Company: TMS Entertainment
Format: 13 episodes
Date: 2 Apr 2012 – 25 Jun 2012
Synopsis: Players are monstrous creatures manufactured by the Amagi Corporation to fight each other to death to entertain socialites. One day, the Players gain free will and rebel against their human masters, killing everyone that stands in their way. To eliminate the Players, a project to create a perfect being with superhuman abilities known as ZET was initiated, and the result is an infant named Kanzaki Jin. However, scientist Kanzaki Gorou wants him to live as a normal human being and thus escaped with him. As Jin grows up in the slums of Tokyo with Gorou, he meets and befriends Kouga, a boy with a strong sense of justice who is the heir to Amagi Corporation.
Narrative: Messy; time-warping galore and plot is overly condensed.
Focus: Feels more like a prelude to the intended original story.
Subplots: Too many on its plate, of which several are left eventually unresolved.
What the show could use less of: Kouga’s obsession of the word “seigi”.
Zetman is a title that involves Western-style superheroes, a theme that has not have a particularly rosy relationship with the anime medium. Tiger & Bunny is the only worthy title in recent memory that the marriage between the medium and theme has to show. And sadly, this series isn’t doing the situation any favor either, as it is yet another addition to a lineup of letdowns. It’s an example of a story with a novel plot that is hampered down by hamfisted execution, preventing itself from becoming what could be a potentially absorbing action-drama series.
Zetman isn’t a downright terrible series. The setup is actually quite interesting: it’s a tale of two best friends who share a common noble cause of protecting mankind from evil-doers, yet become enemies in the end due to complicated circumstances. The core of the story is about how their friendship is put to the ultimate test when they stand on opposite sides of upholding justice. However, the series explores how everything came to be instead. The entire 12 episodes looks more like one big Episode 0, and the closing scene of the final episode indicates where the main story actually begins. The storyline becomes out-of-focus as a result, and I was eventually left wanting to know more of what happens between the two from then on rather than what happened in the past.
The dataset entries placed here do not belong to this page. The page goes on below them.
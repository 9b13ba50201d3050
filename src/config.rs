//! Configuration loading and management
//!
//! Handles parsing of `.stagetime.toml` configuration files.

use std::path::{Path, PathBuf};

use serde::{Deserialize, Serialize};

use crate::error::{Error, Result};

/// Main configuration structure
#[derive(Debug, Clone, Serialize, Deserialize)]
pub struct Config {
    /// Default event log to analyze when no path is given on the CLI
    #[serde(default, skip_serializing_if = "Option::is_none")]
    pub log: Option<PathBuf>,

    /// Report formatting
    #[serde(default)]
    pub report: ReportConfig,
}

impl Default for Config {
    fn default() -> Self {
        Self {
            log: None,
            report: ReportConfig::default(),
        }
    }
}

/// Report formatting configuration
#[derive(Debug, Clone, Serialize, Deserialize)]
pub struct ReportConfig {
    /// strftime format for the calendar-time columns
    #[serde(default = "default_time_format")]
    pub time_format: String,
}

fn default_time_format() -> String {
    "%Y-%m-%d %H:%M:%S%.3f".to_string()
}

impl Default for ReportConfig {
    fn default() -> Self {
        Self {
            time_format: default_time_format(),
        }
    }
}

impl Config {
    /// Load configuration from a `.stagetime.toml` file
    pub fn load(path: &Path) -> Result<Self> {
        let content = std::fs::read_to_string(path)?;
        let config: Config = toml::from_str(&content)?;
        config.validate()?;
        Ok(config)
    }

    /// Load configuration from a directory, or return defaults when absent
    pub fn load_from_dir(dir: &Path) -> Result<Self> {
        let config_path = dir.join(".stagetime.toml");
        if config_path.exists() {
            Self::load(&config_path)
        } else {
            Ok(Self::default())
        }
    }

    /// Save configuration to a file
    pub fn save(&self, path: &Path) -> Result<()> {
        let content = toml::to_string_pretty(self)?;
        std::fs::write(path, content)?;
        Ok(())
    }

    fn validate(&self) -> Result<()> {
        validate_time_format(&self.report.time_format, "report.time_format")?;
        Ok(())
    }
}

fn validate_time_format(format: &str, field: &str) -> Result<()> {
    if format.trim().is_empty() {
        return Err(Error::InvalidConfig(format!(
            "{field}: format cannot be empty"
        )));
    }

    use chrono::format::{Item, StrftimeItems};
    if StrftimeItems::new(format).any(|item| matches!(item, Item::Error)) {
        return Err(Error::InvalidConfig(format!(
            "{field}: invalid strftime format '{format}'"
        )));
    }

    Ok(())
}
Another major issue is that the narrative is all over the place. It relies on time-leaps for several episodes. These aren’t ordinary time-leaps that span days to weeks: they span at least several years. In one episode, Jin is a kid who beats up baddies at a service charge; in the next, he is an adult who makes a life-changing decision and becomes a guinea pig for a secret experiment. Each episode connects incoherently to each other, and before the audience can settle down and understand one current event, it jarringly fast-forwards to the next. This is perhaps the result of condensing an original story that spans many years, but the series chooses to explore one part of it and skim on the rest.
It isn’t easy to pinpoint the root of Zetman‘s flaws. Many people who have read the manga would blame it on the one-cour format, saying how it would never fit the story’s scale. I can see where the sentiments come from as, on top of the abovementioned flaws, the story also leaves a number of subplots with loose ends. Perhaps a second season is warranted, but there is no denying to how this series has suffered from poor directing and storywriting. If there is indeed a continuation, I don’t want to see it suffer the same fate.